What to Know about the Mental Health Review Board’s Latest Annual Report (2022/2023)

If you are detained in Canada, you have the right to have your detention reviewed by an independent court or tribunal that can order your release. It’s a vital part of our democracy – if the state takes away your freedom, there must be independent oversight of the state’s power. In BC if you have been detained under the Mental Health Act, that detention review is conducted by the Mental Health Review Board.

The Mental Health Review Board recently released its 2022/23 Annual Report, which gives us insights into how people detained under the Mental Health Act are getting access to detention review.

Here are 3 important things to know about the 2022/23 Annual Report.

1. Applications and review panel hearings went down

Only a small fraction of mental health detentions ever get independent review. Unlike other places in Canada that have automatic hearings built in to review mental health detention at specific intervals, the BC Mental Health Act has no automatic hearings. That means we put the onus on patients to apply for a review panel hearing.

The results are stark. While detentions under the Mental Health Act have been increasing dramatically for many years, access to review panel hearings has not kept pace. This means a decreasing proportion of the detained population is getting access to review panel hearings. The Ministry of Health reports there are now over 28,000 detentions under the Mental Health Act in BC annually. Yet with review panel hearing numbers hovering around the 800s and 900s every year, that means approximately 3% of detentions are subject to review.

After the Ombudsperson’s investigation found widespread non-compliance with the Mental Health Act, there have been significant efforts made to improve education and compliance among detaining facilities and mental health teams. This should mean that more detaining facility staff are complying with the legal requirements to inform patients of their rights and facilitate access to review panel hearings.

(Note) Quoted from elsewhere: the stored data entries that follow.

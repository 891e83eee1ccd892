// SPDX-License-Identifier: GPL-3.0-or-later
// Copyright 2026 Tobias Sarnowski

//! Sequence iterators: a source object plus a cursor index.

use picopy_abi::ReturnCode;

use crate::error::{VmError, VmResult};
use crate::heap::Heap;
use crate::obj::{DESC_SIZE, Ref, Tag, inc_ref, init_desc, list, string, tag, tuple};
use crate::platform::Platform;

const OFF_OBJ: u32 = DESC_SIZE;
const OFF_IDX: u32 = DESC_SIZE + 4;
const SIZE: usize = 12;

/// Wrap a sequence (string, tuple or list) in an iterator, consuming the
/// source reference. Other tags raise `TYPE`.
pub fn new(heap: &mut Heap, source_ref: Ref) -> VmResult<Ref> {
    if !matches!(tag(heap, source_ref), Tag::Str | Tag::Tup | Tag::Lst) {
        return Err(VmError::raise(ReturnCode::ExType));
    }
    let r = heap.get_chunk(SIZE)?;
    init_desc(heap, r, Tag::Sqi);
    heap.set_dword(r.offset() + OFF_OBJ, source_ref.offset());
    heap.set_word(r.offset() + OFF_IDX, 0);
    Ok(r)
}

/// The source object, borrowed.
#[inline]
#[must_use]
pub fn source(heap: &Heap, r: Ref) -> Ref {
    Ref::new(heap.dword(r.offset() + OFF_OBJ))
}

/// Advance the iterator, returning the next value (owned by the caller).
/// Exhaustion raises `STOP`.
pub fn next<P: Platform>(heap: &mut Heap, plat: &P, r: Ref) -> VmResult<Ref> {
    let src = source(heap, r);
    let idx = heap.word(r.offset() + OFF_IDX);
    let len = match tag(heap, src) {
        Tag::Str => string::length(heap, src),
        Tag::Tup => tuple::length(heap, src),
        _ => list::length(heap, src),
    };
    if idx >= len {
        return Err(VmError::raise(ReturnCode::ExStop));
    }
    heap.set_word(r.offset() + OFF_IDX, idx + 1);
    match tag(heap, src) {
        Tag::Str => string::subscript(heap, plat, src, i32::from(idx)),
        Tag::Tup => {
            let item = tuple::item(heap, src, idx);
            inc_ref(heap, item);
            Ok(item)
        }
        _ => {
            let item = list::get_item(heap, src, i32::from(idx))?;
            inc_ref(heap, item);
            Ok(item)
        }
    }
}
// SPDX-License-Identifier: GPL-3.0-or-later
// Copyright 2026 Tobias Sarnowski

//! Frames: per-call activation records, and their block stacks.
//!
//! A frame chunk is sized `header + (nlocals + stacksz) slots`, with both
//! counts read from the function's code image at construction. The
//! evaluation stack grows upward from `locals + nlocals`; the stack
//! pointer is a slot index and must stay within
//! `[nlocals, nlocals + stacksz]`. Violations are fatal VM bugs
//! (`ASSERT_FAIL`), not language-level errors.
//!
//! Record layout past the descriptor:
//!
//! ```text
//! offset  4: back frame (u32)        offset 24: instruction pointer (u32)
//! offset  8: function (u32)          offset 28: line number (u16)
//! offset 12: globals dict (u32)      offset 30: memory space (u8)
//! offset 16: attrs dict (u32)        offset 31: flags (u8, bit 0 import)
//! offset 20: block stack head (u32)  offset 32: nlocals, stacksz (u8 each)
//!                                    offset 34: stack pointer (u16)
//! offset 36: slots, (nlocals + stacksz) x u32
//! ```
//!
//! A block records a handler target for loop, try-except and try-finally
//! constructs: its kind, handler address, and the stack-pointer snapshot
//! taken at SETUP time. Blocks chain through the frame and are consulted
//! during unwind.

use picopy_abi::{MemSpace, ReturnCode};

use crate::error::{VmError, VmResult};
use crate::heap::Heap;
use crate::obj::{DESC_SIZE, Ref, Singletons, Tag, code, func, inc_ref, init_desc, release, tag};
use crate::platform::Platform;

const OFF_BACK: u32 = DESC_SIZE;
const OFF_FUNC: u32 = DESC_SIZE + 4;
const OFF_GLOBALS: u32 = DESC_SIZE + 8;
const OFF_ATTRS: u32 = DESC_SIZE + 12;
const OFF_BLOCKS: u32 = DESC_SIZE + 16;
const OFF_IP: u32 = DESC_SIZE + 20;
const OFF_LINE: u32 = DESC_SIZE + 24;
const OFF_SPACE: u32 = DESC_SIZE + 26;
const OFF_FLAGS: u32 = DESC_SIZE + 27;
const OFF_NLOCALS: u32 = DESC_SIZE + 28;
const OFF_STACKSZ: u32 = DESC_SIZE + 29;
const OFF_SP: u32 = DESC_SIZE + 30;
const OFF_SLOTS: u32 = DESC_SIZE + 32;

const FLAG_IS_IMPORT: u8 = 0x01;

/// Block kinds.
#[repr(u8)]
#[derive(Clone, Copy, Debug, PartialEq, Eq)]
pub enum BlockKind {
    /// A loop body; BREAK unwinds to its handler.
    Loop = 0,
    /// A try-except handler.
    Except = 1,
    /// A try-finally handler.
    Finally = 2,
}

/// Create a frame for calling `func_ref` (borrowed, gains a reference).
///
/// Locals are initialized to None; the stack starts empty.
pub fn new<P: Platform>(
    heap: &mut Heap,
    plat: &P,
    singletons: &Singletons,
    func_ref: Ref,
) -> VmResult<Ref> {
    let co = func::code_obj(heap, func_ref);
    if tag(heap, co) != Tag::Cob {
        return Err(VmError::raise(ReturnCode::ExType));
    }
    let stacksz = code::stacksize(heap, plat, co);
    let nlocals = code::nlocals(heap, plat, co);
    let nslots = u32::from(stacksz) + u32::from(nlocals);
    let size = OFF_SLOTS + 4 * nslots;

    let r = heap.get_chunk(size as usize)?;
    init_desc(heap, r, Tag::Frm);
    heap.set_dword(r.offset() + OFF_BACK, Ref::NULL.offset());
    inc_ref(heap, func_ref);
    heap.set_dword(r.offset() + OFF_FUNC, func_ref.offset());

    let globals = func::globals(heap, func_ref);
    inc_ref(heap, globals);
    heap.set_dword(r.offset() + OFF_GLOBALS, globals.offset());
    let attrs = func::attrs(heap, func_ref);
    inc_ref(heap, attrs);
    heap.set_dword(r.offset() + OFF_ATTRS, attrs.offset());

    heap.set_dword(r.offset() + OFF_BLOCKS, Ref::NULL.offset());
    heap.set_dword(r.offset() + OFF_IP, code::codeaddr(heap, co));
    heap.set_word(r.offset() + OFF_LINE, 0);
    heap.set_byte(r.offset() + OFF_SPACE, code::space(heap, co).as_u8());
    heap.set_byte(r.offset() + OFF_FLAGS, 0);
    heap.set_byte(r.offset() + OFF_NLOCALS, nlocals);
    heap.set_byte(r.offset() + OFF_STACKSZ, stacksz);
    heap.set_word(r.offset() + OFF_SP, u16::from(nlocals));

    for i in 0..u16::from(nlocals) {
        inc_ref(heap, singletons.none);
        heap.set_dword(
            r.offset() + OFF_SLOTS + 4 * u32::from(i),
            singletons.none.offset(),
        );
    }
    Ok(r)
}

/// The calling frame, borrowed (null link for a root frame).
#[inline]
#[must_use]
pub fn back(heap: &Heap, r: Ref) -> Ref {
    Ref::new(heap.dword(r.offset() + OFF_BACK))
}

/// Chain this frame behind `caller` (raw link, no ownership).
#[inline]
pub fn set_back(heap: &mut Heap, r: Ref, caller: Ref) {
    heap.set_dword(r.offset() + OFF_BACK, caller.offset());
}

/// The executing function, borrowed.
#[inline]
#[must_use]
pub fn func_of(heap: &Heap, r: Ref) -> Ref {
    Ref::new(heap.dword(r.offset() + OFF_FUNC))
}

/// The globals dict, borrowed.
#[inline]
#[must_use]
pub fn globals_of(heap: &Heap, r: Ref) -> Ref {
    Ref::new(heap.dword(r.offset() + OFF_GLOBALS))
}

/// The attrs dict, borrowed.
#[inline]
#[must_use]
pub fn attrs_of(heap: &Heap, r: Ref) -> Ref {
    Ref::new(heap.dword(r.offset() + OFF_ATTRS))
}

/// Current instruction pointer (absolute image address).
#[inline]
#[must_use]
pub fn ip(heap: &Heap, r: Ref) -> u32 {
    heap.dword(r.offset() + OFF_IP)
}

/// Set the instruction pointer.
#[inline]
pub fn set_ip(heap: &mut Heap, r: Ref, ip: u32) {
    heap.set_dword(r.offset() + OFF_IP, ip);
}

/// Current source line number.
#[inline]
#[must_use]
pub fn line(heap: &Heap, r: Ref) -> u16 {
    heap.word(r.offset() + OFF_LINE)
}

/// Record the source line number.
#[inline]
pub fn set_line(heap: &mut Heap, r: Ref, line: u16) {
    heap.set_word(r.offset() + OFF_LINE, line);
}

/// The memory space the bytecode is read from.
#[must_use]
pub fn space(heap: &Heap, r: Ref) -> MemSpace {
    MemSpace::from_raw(heap.byte(r.offset() + OFF_SPACE)).unwrap_or(MemSpace::Ram)
}

/// Whether this frame executes a module body for an import.
#[inline]
#[must_use]
pub fn is_import(heap: &Heap, r: Ref) -> bool {
    heap.byte(r.offset() + OFF_FLAGS) & FLAG_IS_IMPORT != 0
}

/// Mark this frame as an import call.
pub fn set_is_import(heap: &mut Heap, r: Ref) {
    let flags = heap.byte(r.offset() + OFF_FLAGS);
    heap.set_byte(r.offset() + OFF_FLAGS, flags | FLAG_IS_IMPORT);
}

/// Number of local slots.
#[inline]
#[must_use]
pub fn nlocals(heap: &Heap, r: Ref) -> u16 {
    u16::from(heap.byte(r.offset() + OFF_NLOCALS))
}

/// Current stack pointer (slot index of the next free slot).
#[inline]
#[must_use]
pub fn sp(heap: &Heap, r: Ref) -> u16 {
    heap.word(r.offset() + OFF_SP)
}

/// Restore the stack pointer to a block snapshot, releasing the entries
/// above it.
pub fn unwind_to(heap: &mut Heap, r: Ref, target_sp: u16) -> VmResult<()> {
    while sp(heap, r) > target_sp {
        let v = pop(heap, r)?;
        release(heap, v)?;
    }
    Ok(())
}

fn slot(heap: &Heap, r: Ref, i: u16) -> Ref {
    Ref::new(heap.dword(r.offset() + OFF_SLOTS + 4 * u32::from(i)))
}

fn set_slot(heap: &mut Heap, r: Ref, i: u16, val: Ref) {
    heap.set_dword(r.offset() + OFF_SLOTS + 4 * u32::from(i), val.offset());
}

/// A local slot, borrowed.
pub fn get_local(heap: &Heap, r: Ref, i: u16) -> VmResult<Ref> {
    if i >= nlocals(heap, r) {
        return Err(VmError::raise(ReturnCode::AssertFail));
    }
    Ok(slot(heap, r, i))
}

/// Store into a local slot, consuming `val` and releasing the displaced
/// value.
pub fn set_local(heap: &mut Heap, r: Ref, i: u16, val: Ref) -> VmResult<()> {
    if i >= nlocals(heap, r) {
        return Err(VmError::raise(ReturnCode::AssertFail));
    }
    let old = slot(heap, r, i);
    set_slot(heap, r, i, val);
    release(heap, old)
}

/// Push a value, consuming the reference. Overflow is fatal.
pub fn push(heap: &mut Heap, r: Ref, val: Ref) -> VmResult<()> {
    let cur = sp(heap, r);
    let limit = nlocals(heap, r) + u16::from(heap.byte(r.offset() + OFF_STACKSZ));
    if cur >= limit {
        return Err(VmError::raise(ReturnCode::AssertFail));
    }
    set_slot(heap, r, cur, val);
    heap.set_word(r.offset() + OFF_SP, cur + 1);
    Ok(())
}

/// Pop a value; ownership passes to the caller. Underflow is fatal.
pub fn pop(heap: &mut Heap, r: Ref) -> VmResult<Ref> {
    let cur = sp(heap, r);
    if cur <= nlocals(heap, r) {
        return Err(VmError::raise(ReturnCode::AssertFail));
    }
    heap.set_word(r.offset() + OFF_SP, cur - 1);
    Ok(slot(heap, r, cur - 1))
}

/// The n-th value from the top (0 = top), borrowed.
pub fn peek(heap: &Heap, r: Ref, n: u16) -> VmResult<Ref> {
    let cur = sp(heap, r);
    if cur < nlocals(heap, r) + n + 1 {
        return Err(VmError::raise(ReturnCode::AssertFail));
    }
    Ok(slot(heap, r, cur - 1 - n))
}

// --- Block stack ---

const OFF_BLK_KIND: u32 = DESC_SIZE;
const OFF_BLK_SP: u32 = DESC_SIZE + 2;
const OFF_BLK_HANDLER: u32 = DESC_SIZE + 4;
const OFF_BLK_NEXT: u32 = DESC_SIZE + 8;
const BLK_SIZE: usize = 16;

/// Push a block recording the current stack pointer.
pub fn push_block(heap: &mut Heap, r: Ref, kind: BlockKind, handler: u32) -> VmResult<()> {
    let blk = heap.get_chunk(BLK_SIZE)?;
    init_desc(heap, blk, Tag::Blk);
    heap.set_byte(blk.offset() + OFF_BLK_KIND, kind as u8);
    let snapshot = sp(heap, r);
    heap.set_word(blk.offset() + OFF_BLK_SP, snapshot);
    heap.set_dword(blk.offset() + OFF_BLK_HANDLER, handler);
    let head = heap.dword(r.offset() + OFF_BLOCKS);
    heap.set_dword(blk.offset() + OFF_BLK_NEXT, head);
    heap.set_dword(r.offset() + OFF_BLOCKS, blk.offset());
    Ok(())
}

/// Pop the innermost block, returning (kind, handler, sp snapshot).
/// Popping an empty block stack is fatal.
pub fn pop_block(heap: &mut Heap, r: Ref) -> VmResult<(BlockKind, u32, u16)> {
    let blk = Ref::new(heap.dword(r.offset() + OFF_BLOCKS));
    if blk.is_null() {
        return Err(VmError::raise(ReturnCode::AssertFail));
    }
    let kind = match heap.byte(blk.offset() + OFF_BLK_KIND) {
        0 => BlockKind::Loop,
        1 => BlockKind::Except,
        _ => BlockKind::Finally,
    };
    let snapshot = heap.word(blk.offset() + OFF_BLK_SP);
    let handler = heap.dword(blk.offset() + OFF_BLK_HANDLER);
    let next = heap.dword(blk.offset() + OFF_BLK_NEXT);
    heap.set_dword(r.offset() + OFF_BLOCKS, next);
    heap.free_chunk(blk)?;
    Ok((kind, handler, snapshot))
}

/// Whether any block is on the stack.
#[inline]
#[must_use]
pub fn has_block(heap: &Heap, r: Ref) -> bool {
    !Ref::new(heap.dword(r.offset() + OFF_BLOCKS)).is_null()
}

/// Release everything a dying frame owns: its function, dicts, blocks and
/// every live slot (locals plus remaining stack entries).
pub fn release_contents(heap: &mut Heap, r: Ref) -> VmResult<()> {
    release(heap, func_of(heap, r))?;
    release(heap, attrs_of(heap, r))?;
    release(heap, globals_of(heap, r))?;
    while has_block(heap, r) {
        pop_block(heap, r)?;
    }
    for i in 0..sp(heap, r) {
        release(heap, slot(heap, r, i))?;
    }
    Ok(())
}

Yet the 2022/23 Annual Report shows that the number of applications for review panel hearings dropped down from 2628 in 2021/22 to 2537 in 2022/23. Similarly, the number of hearings that took place dropped from 990 in 2021/22 to 946 in 2022/23. At a time when detention numbers have been steadily rising and there has been such a concerted focus on improving compliance, we should be seeing substantially increasing numbers on access to review panel hearings, not a decrease.

2. Withdrawal rate remains stagnant

Over the last five years, nearly two-thirds of applications have not proceeded to hearing, and the 2022/23 year continued that trend. One explanation for this extraordinarily high rate could be that involuntary patients may be decertified (discharged from involuntary status) before their hearing takes place. But the data from the Annual Report shows that’s not the full picture. For applications received in 2022/23, 516 patients were decertified before the hearing, but 899 applications were withdrawn by a patient who was still certified.

Why would someone detained under the Mental Health Act make a request for review panel hearing and then withdraw it even though they are still certified? There may be a variety of reasons, but because we put the onus on involuntary patients to request hearings rather than building them into our Mental Health Act automatically, this system opens up the potential for people to try to persuade involuntary patients not to request hearings or to withdraw hearing requests.

Research has documented that staff at detaining facilities have tried to influence involuntary patients to do just that – for example, by offering an inducement (“I’ll give you grounds passes to go outside for fresh air if you cancel your hearing”), making a threat (“If you don’t cancel your hearing I’ll have to keep you detained longer”), or exerting pressure (“You’re wasting everyone’s time and taxpayer money going to that hearing”).

3. Fewer patients are conducting hearings without legal representation

Review panel hearings are adversarial legal proceedings that involve complex legal principles, conflicting fact and opinion evidence, and high potential for distress, harm, and trauma. As an involuntary patient without legal representation, you generally go into your hearing facing your treating psychiatrist, who will be presenting the argument for your continued detention, and a panel of three tribunal members who will be deciding your case. You have to request access to your own medical records (some of which may be redacted from you), organize your own witnesses to attend, and prepare your case without necessarily having access to a cell phone or computer. At the hearing you will be questioned by your treating psychiatrist and the tribunal members, you will have to cross-examine your treating psychiatrist and other witnesses like police or social workers, you will be responsible for objecting to any procedural or evidentiary issues, and you will have to make legal submissions on whether the statutory criteria of the Mental Health Act continue to describe you. Although everyone is entitled to choose not to have a legal representative, no one should be required to go through this legal proceeding without legal representation just because they couldn’t access a lawyer or legal advocate.

Involuntary patients have faced significant barriers to accessing a lawyer or legal advocate to represent them at review panel hearings. After concerted advocacy from community organizations to improve legal aid funding, the number of involuntary patients who conduct review panel hearings without legal representation is slowly going down. The Annual Report shows that the number trended down from 197 in 2021/22 to 176 in 2022/23 this fiscal year.

Although it's good news that fewer involuntary patients are unrepresented at their hearings, the decrease in review panel applications and hearings and the persistently high rate at which involuntary patients withdraw their requests before they get access to a hearing show we still have significant work to do in improving access to justice for involuntary patients.